The work of the unit flows from the special role that the High Commissioner for Human Rights can play in legal standard setting with respect to the gender inequalities that exist in accessing justice.
Developing a gender sensitive administration of justice is a priority for the Unit. This involves asking, how to ensure a gender analysis of justice, what it means from a gender perspective, and whether it is a system that accurately reflects the different experiences of men and women, boys and girls. The approach adopted by WRGU is to examine justice from a women’s perspective, to assess if what exists has provided justice and if not, what are the issues and how can human rights law be used to ameliorate the existing situation. This means examining formal justice mechanisms, as well as rights of access to, and enjoyment of, economic, social and cultural rights which are fundamental to the enjoyment of a diversity of civil and political rights.

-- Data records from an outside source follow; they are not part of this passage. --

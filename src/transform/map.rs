//! Position mapping through document changes.

use std::sync::Arc;

const LOWER16: usize = 0xffff;
const FACTOR16: usize = 1 << 16;

fn make_recover(index: usize, offset: usize) -> usize {
    index + offset * FACTOR16
}

fn recover_index(value: usize) -> usize {
    value & LOWER16
}

fn recover_offset(value: usize) -> usize {
    (value - (value & LOWER16)) / FACTOR16
}

const DEL_BEFORE: u8 = 1;
const DEL_AFTER: u8 = 2;
const DEL_ACROSS: u8 = 4;
const DEL_SIDE: u8 = 8;

/// Which side a mapped position sticks to when content is inserted at it.
#[derive(Debug, Clone, Copy, PartialEq, Eq, Default)]
pub enum Assoc {
    /// Stay before inserted content.
    Before,
    /// Move past inserted content.
    #[default]
    After,
}

impl Assoc {
    fn sign(self) -> isize {
        match self {
            Assoc::Before => -1,
            Assoc::After => 1,
        }
    }
}

/// A mapped position with information about deletions around it.
#[derive(Debug, Clone, Copy, PartialEq, Eq)]
pub struct MapResult {
    pub pos: usize,
    del_info: u8,
    pub(crate) recover: Option<usize>,
}

impl MapResult {
    fn new(pos: usize, del_info: u8, recover: Option<usize>) -> Self {
        Self {
            pos,
            del_info,
            recover,
        }
    }

    /// The position's side (per its association) was deleted.
    pub fn deleted(&self) -> bool {
        self.del_info & DEL_SIDE > 0
    }

    /// The token before the position was deleted.
    pub fn deleted_before(&self) -> bool {
        self.del_info & (DEL_BEFORE | DEL_ACROSS) > 0
    }

    /// The token after the position was deleted.
    pub fn deleted_after(&self) -> bool {
        self.del_info & (DEL_AFTER | DEL_ACROSS) > 0
    }

    /// The position lay strictly inside a deleted range.
    pub fn deleted_across(&self) -> bool {
        self.del_info & DEL_ACROSS > 0
    }
}

/// Something positions can be mapped through.
pub trait Mappable {
    fn map(&self, pos: usize, assoc: Assoc) -> usize;
    fn map_result(&self, pos: usize, assoc: Assoc) -> MapResult;
}

/// The position changes made by a single step, as `(start, old size, new
/// size)` triples in ascending order.
#[derive(Debug, Clone, PartialEq, Eq)]
pub struct StepMap {
    ranges: Arc<[usize]>,
    inverted: bool,
}

impl StepMap {
    /// # Panics
    ///
    /// Panics if `ranges` is not made of triples.
    pub fn new(ranges: Vec<usize>) -> Self {
        assert!(ranges.len() % 3 == 0, "step map ranges come in triples");
        Self {
            ranges: Arc::from(ranges),
            inverted: false,
        }
    }

    pub fn empty() -> Self {
        Self::new(Vec::new())
    }

    /// A map that shifts every position by `n`.
    pub fn offset(n: isize) -> Self {
        match n {
            0 => Self::empty(),
            n if n < 0 => Self::new(vec![0, n.unsigned_abs(), 0]),
            n => Self::new(vec![0, 0, n.unsigned_abs()]),
        }
    }

    pub fn ranges(&self) -> &[usize] {
        &self.ranges
    }

    fn indices(&self) -> (usize, usize) {
        if self.inverted { (2, 1) } else { (1, 2) }
    }

    /// Position in the mapped document for a `recover` value produced by
    /// this map's mirror.
    pub fn recover(&self, value: usize) -> usize {
        let index = recover_index(value);
        let mut diff: isize = 0;
        if !self.inverted {
            for i in 0..index {
                diff += self.ranges[i * 3 + 2] as isize - self.ranges[i * 3 + 1] as isize;
            }
        }
        (self.ranges[index * 3] + recover_offset(value)).saturating_add_signed(diff)
    }

    fn map_inner(&self, pos: usize, assoc: Assoc) -> MapResult {
        let assoc = assoc.sign();
        let mut diff: isize = 0;
        let (old_index, new_index) = self.indices();
        for (i, range) in self.ranges.chunks_exact(3).enumerate() {
            let start = if self.inverted {
                range[0].saturating_add_signed(-diff)
            } else {
                range[0]
            };
            if start > pos {
                break;
            }
            let old_size = range[old_index];
            let new_size = range[new_index];
            let end = start + old_size;
            if pos <= end {
                let side = if old_size == 0 {
                    assoc
                } else if pos == start {
                    -1
                } else if pos == end {
                    1
                } else {
                    assoc
                };
                let result =
                    (start + if side < 0 { 0 } else { new_size }).saturating_add_signed(diff);
                let recover = if pos == (if assoc < 0 { start } else { end }) {
                    None
                } else {
                    Some(make_recover(i, pos - start))
                };
                let mut del = if pos == start {
                    DEL_AFTER
                } else if pos == end {
                    DEL_BEFORE
                } else {
                    DEL_ACROSS
                };
                if if assoc < 0 { pos != start } else { pos != end } {
                    del |= DEL_SIDE;
                }
                return MapResult::new(result, del, recover);
            }
            diff += new_size as isize - old_size as isize;
        }
        MapResult::new(pos.saturating_add_signed(diff), 0, None)
    }

    /// Whether `pos` touches the range that `recover` points at.
    pub fn touches(&self, pos: usize, recover: usize) -> bool {
        let mut diff: isize = 0;
        let index = recover_index(recover);
        let (old_index, new_index) = self.indices();
        for (i, range) in self.ranges.chunks_exact(3).enumerate() {
            let start = if self.inverted {
                range[0].saturating_add_signed(-diff)
            } else {
                range[0]
            };
            if start > pos {
                break;
            }
            let old_size = range[old_index];
            let end = start + old_size;
            if pos <= end && i == index {
                return true;
            }
            diff += range[new_index] as isize - old_size as isize;
        }
        false
    }

    /// Calls `f(old_start, old_end, new_start, new_end)` for each changed
    /// range.
    pub fn for_each<F>(&self, mut f: F)
    where
        F: FnMut(usize, usize, usize, usize),
    {
        let (old_index, new_index) = self.indices();
        let mut diff: isize = 0;
        for range in self.ranges.chunks_exact(3) {
            let start = range[0];
            let old_start = if self.inverted {
                start.saturating_add_signed(-diff)
            } else {
                start
            };
            let new_start = if self.inverted {
                start
            } else {
                start.saturating_add_signed(diff)
            };
            let old_size = range[old_index];
            let new_size = range[new_index];
            f(old_start, old_start + old_size, new_start, new_start + new_size);
            diff += new_size as isize - old_size as isize;
        }
    }

    pub fn invert(&self) -> StepMap {
        StepMap {
            ranges: self.ranges.clone(),
            inverted: !self.inverted,
        }
    }
}

impl Mappable for StepMap {
    fn map(&self, pos: usize, assoc: Assoc) -> usize {
        self.map_inner(pos, assoc).pos
    }

    fn map_result(&self, pos: usize, assoc: Assoc) -> MapResult {
        self.map_inner(pos, assoc)
    }
}

/// A sequence of step maps, with optional mirror pairs: maps known to be
/// exact inverses of each other. Mapping through a mirrored pair recovers
/// positions inside deleted ranges.
#[derive(Debug, Clone, Default)]
pub struct Mapping {
    maps: Vec<StepMap>,
    /// Flat `(a, b)` pairs of mirrored map indices.
    mirror: Vec<usize>,
    from: usize,
    to: usize,
}

impl Mapping {
    pub fn new() -> Self {
        Self::default()
    }

    pub fn from_maps(maps: Vec<StepMap>) -> Self {
        let to = maps.len();
        Self {
            maps,
            mirror: Vec::new(),
            from: 0,
            to,
        }
    }

    pub fn maps(&self) -> &[StepMap] {
        &self.maps
    }

    pub fn from(&self) -> usize {
        self.from
    }

    pub fn to(&self) -> usize {
        self.to
    }

    /// A mapping that only applies maps `from..to`.
    pub fn slice(&self, from: usize, to: usize) -> Mapping {
        Mapping {
            maps: self.maps.clone(),
            mirror: self.mirror.clone(),
            from,
            to,
        }
    }

    /// Adds a map, optionally recording it as the mirror of map `mirrors`.
    pub fn append_map(&mut self, map: StepMap, mirrors: Option<usize>) {
        self.maps.push(map);
        self.to = self.maps.len();
        if let Some(m) = mirrors {
            self.set_mirror(self.maps.len() - 1, m);
        }
    }

    pub fn append_mapping(&mut self, mapping: &Mapping) {
        let start_size = self.maps.len();
        for (i, map) in mapping.maps.iter().enumerate() {
            let mirr = mapping.get_mirror(i).filter(|&m| m < i);
            self.append_map(map.clone(), mirr.map(|m| start_size + m));
        }
    }

    /// Appends the inverse of every map in `mapping`, last first.
    pub fn append_mapping_inverted(&mut self, mapping: &Mapping) {
        let total_size = self.maps.len() + mapping.maps.len();
        for i in (0..mapping.maps.len()).rev() {
            let mirr = mapping.get_mirror(i).filter(|&m| m > i);
            self.append_map(mapping.maps[i].invert(), mirr.map(|m| total_size - m - 1));
        }
    }

    pub fn get_mirror(&self, n: usize) -> Option<usize> {
        self.mirror
            .iter()
            .position(|&m| m == n)
            .map(|i| self.mirror[if i % 2 == 1 { i - 1 } else { i + 1 }])
    }

    pub fn set_mirror(&mut self, n: usize, m: usize) {
        self.mirror.push(n);
        self.mirror.push(m);
    }

    pub fn invert(&self) -> Mapping {
        let mut inverse = Mapping::new();
        inverse.append_mapping_inverted(self);
        inverse
    }

    fn map_inner(&self, pos: usize, assoc: Assoc) -> MapResult {
        let mut del_info = 0;
        let mut pos = pos;
        let mut i = self.from;
        while i < self.to {
            let result = self.maps[i].map_result(pos, assoc);
            if let Some(recover) = result.recover {
                if let Some(corr) = self.get_mirror(i).filter(|&c| c > i && c < self.to) {
                    pos = self.maps[corr].recover(recover);
                    i = corr + 1;
                    continue;
                }
            }
            del_info |= result.del_info;
            pos = result.pos;
            i += 1;
        }
        MapResult::new(pos, del_info, None)
    }
}

impl Mappable for Mapping {
    fn map(&self, pos: usize, assoc: Assoc) -> usize {
        if !self.mirror.is_empty() {
            return self.map_inner(pos, assoc).pos;
        }
        self.maps[self.from..self.to]
            .iter()
            .fold(pos, |pos, map| map.map(pos, assoc))
    }

    fn map_result(&self, pos: usize, assoc: Assoc) -> MapResult {
        self.map_inner(pos, assoc)
    }
}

The WRGU has commissioned two reports on these issues:
“The Protection of Economic, Social and Cultural Rights in post- conflict” by Professor Christine Chinkin: English
The methodology adopted by the Unit is through legal analysis and standard setting, with the commissioning and production of position papers and guidelines on specific issues aimed at a wide audience, including the legal profession, NGOs, other UN agencies and member states. The initial focus has been on the question of the prosecution of sexual violence in the context of conflict and the commensurate economic and social rights that need to be addressed.
In order to maximize the potential of the human rights mechanisms within the UN system to actively address “gender justice”, the Unit works across the OHCHR system and the UN generally to promote the legal principles developed, including through OHCHR field offices, the work of the Human Rights Council and its mechanisms, (the Universal Periodic Review, the Special Rapporteurs and the Advisory Committee) and the Treaty Bodies.
Thematic issues are considered in the context of country engagement such as: female genital mutilation (FGM), so-called “honour” killings, forced abortion, trafficking (in cooperation with OHCHR’s anti-trafficking programme), sexual exploitation and discrimination and violence against women.